■ **YOUR GOAL**
Start at the first record below and retype through the last, exactly.

========================================================================

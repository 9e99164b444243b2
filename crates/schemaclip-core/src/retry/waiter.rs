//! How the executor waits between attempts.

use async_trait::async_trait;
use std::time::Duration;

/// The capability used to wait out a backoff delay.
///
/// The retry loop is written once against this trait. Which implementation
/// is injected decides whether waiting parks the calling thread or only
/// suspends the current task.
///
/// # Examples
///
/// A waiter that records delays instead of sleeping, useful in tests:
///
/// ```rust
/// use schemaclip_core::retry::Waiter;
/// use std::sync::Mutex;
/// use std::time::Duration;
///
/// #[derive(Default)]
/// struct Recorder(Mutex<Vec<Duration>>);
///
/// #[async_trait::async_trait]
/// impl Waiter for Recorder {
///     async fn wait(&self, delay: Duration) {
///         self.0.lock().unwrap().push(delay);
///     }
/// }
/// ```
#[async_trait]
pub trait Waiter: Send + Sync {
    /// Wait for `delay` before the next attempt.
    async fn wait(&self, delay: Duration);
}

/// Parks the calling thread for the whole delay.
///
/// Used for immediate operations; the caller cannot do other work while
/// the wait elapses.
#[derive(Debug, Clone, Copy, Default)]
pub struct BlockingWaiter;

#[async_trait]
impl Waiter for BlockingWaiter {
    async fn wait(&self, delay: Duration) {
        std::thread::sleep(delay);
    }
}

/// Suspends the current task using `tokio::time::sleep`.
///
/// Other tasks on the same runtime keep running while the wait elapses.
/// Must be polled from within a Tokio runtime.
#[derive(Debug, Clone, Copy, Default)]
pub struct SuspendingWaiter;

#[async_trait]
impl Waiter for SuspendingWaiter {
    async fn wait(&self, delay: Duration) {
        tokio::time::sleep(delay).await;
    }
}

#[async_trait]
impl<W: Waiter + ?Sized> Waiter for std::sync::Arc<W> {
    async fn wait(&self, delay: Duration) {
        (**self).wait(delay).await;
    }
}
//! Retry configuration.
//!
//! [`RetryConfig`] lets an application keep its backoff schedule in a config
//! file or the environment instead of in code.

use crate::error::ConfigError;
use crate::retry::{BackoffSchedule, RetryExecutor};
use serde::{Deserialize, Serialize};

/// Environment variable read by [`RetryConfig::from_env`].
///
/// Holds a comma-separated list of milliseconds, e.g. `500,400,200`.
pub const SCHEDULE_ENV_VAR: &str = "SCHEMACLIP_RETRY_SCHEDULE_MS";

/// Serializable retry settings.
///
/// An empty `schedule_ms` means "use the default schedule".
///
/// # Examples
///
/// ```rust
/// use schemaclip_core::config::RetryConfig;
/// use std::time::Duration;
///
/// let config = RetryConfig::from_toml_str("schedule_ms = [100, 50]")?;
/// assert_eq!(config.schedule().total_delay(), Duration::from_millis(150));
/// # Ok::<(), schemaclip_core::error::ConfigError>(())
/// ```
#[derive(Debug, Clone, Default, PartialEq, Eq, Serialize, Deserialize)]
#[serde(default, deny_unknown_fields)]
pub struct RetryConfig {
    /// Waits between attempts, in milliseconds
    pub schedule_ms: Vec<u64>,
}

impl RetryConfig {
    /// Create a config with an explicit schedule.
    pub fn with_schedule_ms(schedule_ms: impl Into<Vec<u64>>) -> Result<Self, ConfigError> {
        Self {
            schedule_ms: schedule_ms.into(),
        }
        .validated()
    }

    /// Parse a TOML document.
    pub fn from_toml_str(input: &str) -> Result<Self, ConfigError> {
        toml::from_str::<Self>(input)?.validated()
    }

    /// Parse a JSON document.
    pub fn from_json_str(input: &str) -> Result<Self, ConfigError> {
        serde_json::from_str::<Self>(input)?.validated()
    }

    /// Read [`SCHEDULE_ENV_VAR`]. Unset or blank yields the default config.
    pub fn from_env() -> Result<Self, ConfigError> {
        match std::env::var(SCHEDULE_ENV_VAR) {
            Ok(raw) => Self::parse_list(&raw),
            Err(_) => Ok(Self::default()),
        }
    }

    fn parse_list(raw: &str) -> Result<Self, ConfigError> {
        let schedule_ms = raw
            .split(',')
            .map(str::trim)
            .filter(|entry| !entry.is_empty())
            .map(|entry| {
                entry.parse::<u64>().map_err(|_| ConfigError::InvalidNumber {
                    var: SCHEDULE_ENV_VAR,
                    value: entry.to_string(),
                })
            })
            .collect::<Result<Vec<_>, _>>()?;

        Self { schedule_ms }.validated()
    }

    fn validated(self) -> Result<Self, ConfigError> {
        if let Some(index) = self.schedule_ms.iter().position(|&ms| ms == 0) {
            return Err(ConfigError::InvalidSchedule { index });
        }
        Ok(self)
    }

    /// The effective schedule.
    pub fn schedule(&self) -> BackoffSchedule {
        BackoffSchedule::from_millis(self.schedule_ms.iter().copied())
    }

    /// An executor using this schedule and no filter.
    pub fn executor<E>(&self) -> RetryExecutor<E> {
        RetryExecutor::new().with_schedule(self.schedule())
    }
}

========================================================================

■ **WRITTEN ANSWER**
repository 9e99164b444243b2
filename crates/schemaclip-core/src/retry/waiter.rs
//! How the executor waits between attempts.

use async_trait::async_trait;
use std::time::Duration;

/// The capability used to wait out a backoff delay.
///
/// The retry loop is written once against this trait. Which implementation
/// is injected decides whether waiting parks the calling thread or only
/// suspends the current task.
///
/// # Examples
///
/// A waiter that records delays instead of sleeping, useful in tests:
///
/// ```rust
/// use schemaclip_core::retry::Waiter;
/// use std::sync::Mutex;
/// use std::time::Duration;
///
/// #[derive(Default)]
/// struct Recorder(Mutex<Vec<Duration>>);
///
/// #[async_trait::async_trait]
/// impl Waiter for Recorder {
///     async fn wait(&self, delay: Duration) {
///         self.0.lock().unwrap().push(delay);
///     }
/// }
/// ```
#[async_trait]
pub trait Waiter: Send + Sync {
    /// Wait for `delay` before the next attempt.
    async fn wait(&self, delay: Duration);
}

/// Parks the calling thread for the whole delay.
///
/// Used for immediate operations; the caller cannot do other work while
/// the wait elapses.
#[derive(Debug, Clone, Copy, Default)]
pub struct BlockingWaiter;

#[async_trait]
impl Waiter for BlockingWaiter {
    async fn wait(&self, delay: Duration) {
        std::thread::sleep(delay);
    }
}

/// Suspends the current task using `tokio::time::sleep`.
///
/// Other tasks on the same runtime keep running while the wait elapses.
/// Must be polled from within a Tokio runtime.
#[derive(Debug, Clone, Copy, Default)]
pub struct SuspendingWaiter;

#[async_trait]
impl Waiter for SuspendingWaiter {
    async fn wait(&self, delay: Duration) {
        tokio::time::sleep(delay).await;
    }
}

#[async_trait]
impl<W: Waiter + ?Sized> Waiter for std::sync::Arc<W> {
    async fn wait(&self, delay: Duration) {
        (**self).wait(delay).await;
    }
}
//! Retry configuration.
//!
//! [`RetryConfig`] lets an application keep its backoff schedule in a config
//! file or the environment instead of in code.

use crate::error::ConfigError;
use crate::retry::{BackoffSchedule, RetryExecutor};
use serde::{Deserialize, Serialize};

/// Environment variable read by [`RetryConfig::from_env`].
///
/// Holds a comma-separated list of milliseconds, e.g. `500,400,200`.
pub const SCHEDULE_ENV_VAR: &str = "SCHEMACLIP_RETRY_SCHEDULE_MS";

/// Serializable retry settings.
///
/// An empty `schedule_ms` means "use the default schedule".
///
/// # Examples
///
/// ```rust
/// use schemaclip_core::config::RetryConfig;
/// use std::time::Duration;
///
/// let config = RetryConfig::from_toml_str("schedule_ms = [100, 50]")?;
/// assert_eq!(config.schedule().total_delay(), Duration::from_millis(150));
/// # Ok::<(), schemaclip_core::error::ConfigError>(())
/// ```
#[derive(Debug, Clone, Default, PartialEq, Eq, Serialize, Deserialize)]
#[serde(default, deny_unknown_fields)]
pub struct RetryConfig {
    /// Waits between attempts, in milliseconds
    pub schedule_ms: Vec<u64>,
}

impl RetryConfig {
    /// Create a config with an explicit schedule.
    pub fn with_schedule_ms(schedule_ms: impl Into<Vec<u64>>) -> Result<Self, ConfigError> {
        Self {
            schedule_ms: schedule_ms.into(),
        }
        .validated()
    }

    /// Parse a TOML document.
    pub fn from_toml_str(input: &str) -> Result<Self, ConfigError> {
        toml::from_str::<Self>(input)?.validated()
    }

    /// Parse a JSON document.
    pub fn from_json_str(input: &str) -> Result<Self, ConfigError> {
        serde_json::from_str::<Self>(input)?.validated()
    }

    /// Read [`SCHEDULE_ENV_VAR`]. Unset or blank yields the default config.
    pub fn from_env() -> Result<Self, ConfigError> {
        match std::env::var(SCHEDULE_ENV_VAR) {
            Ok(raw) => Self::parse_list(&raw),
            Err(_) => Ok(Self::default()),
        }
    }

    fn parse_list(raw: &str) -> Result<Self, ConfigError> {
        let schedule_ms = raw
            .split(',')
            .map(str::trim)
            .filter(|entry| !entry.is_empty())
            .map(|entry| {
                entry.parse::<u64>().map_err(|_| ConfigError::InvalidNumber {
                    var: SCHEDULE_ENV_VAR,
                    value: entry.to_string(),
                })
            })
            .collect::<Result<Vec<_>, _>>()?;

        Self { schedule_ms }.validated()
    }

    fn validated(self) -> Result<Self, ConfigError> {
        if let Some(index) = self.schedule_ms.iter().position(|&ms| ms == 0) {
            return Err(ConfigError::InvalidSchedule { index });
        }
        Ok(self)
    }

    /// The effective schedule.
    pub fn schedule(&self) -> BackoffSchedule {
        BackoffSchedule::from_millis(self.schedule_ms.iter().copied())
    }

    /// An executor using this schedule and no filter.
    pub fn executor<E>(&self) -> RetryExecutor<E> {
        RetryExecutor::new().with_schedule(self.schedule())
    }
}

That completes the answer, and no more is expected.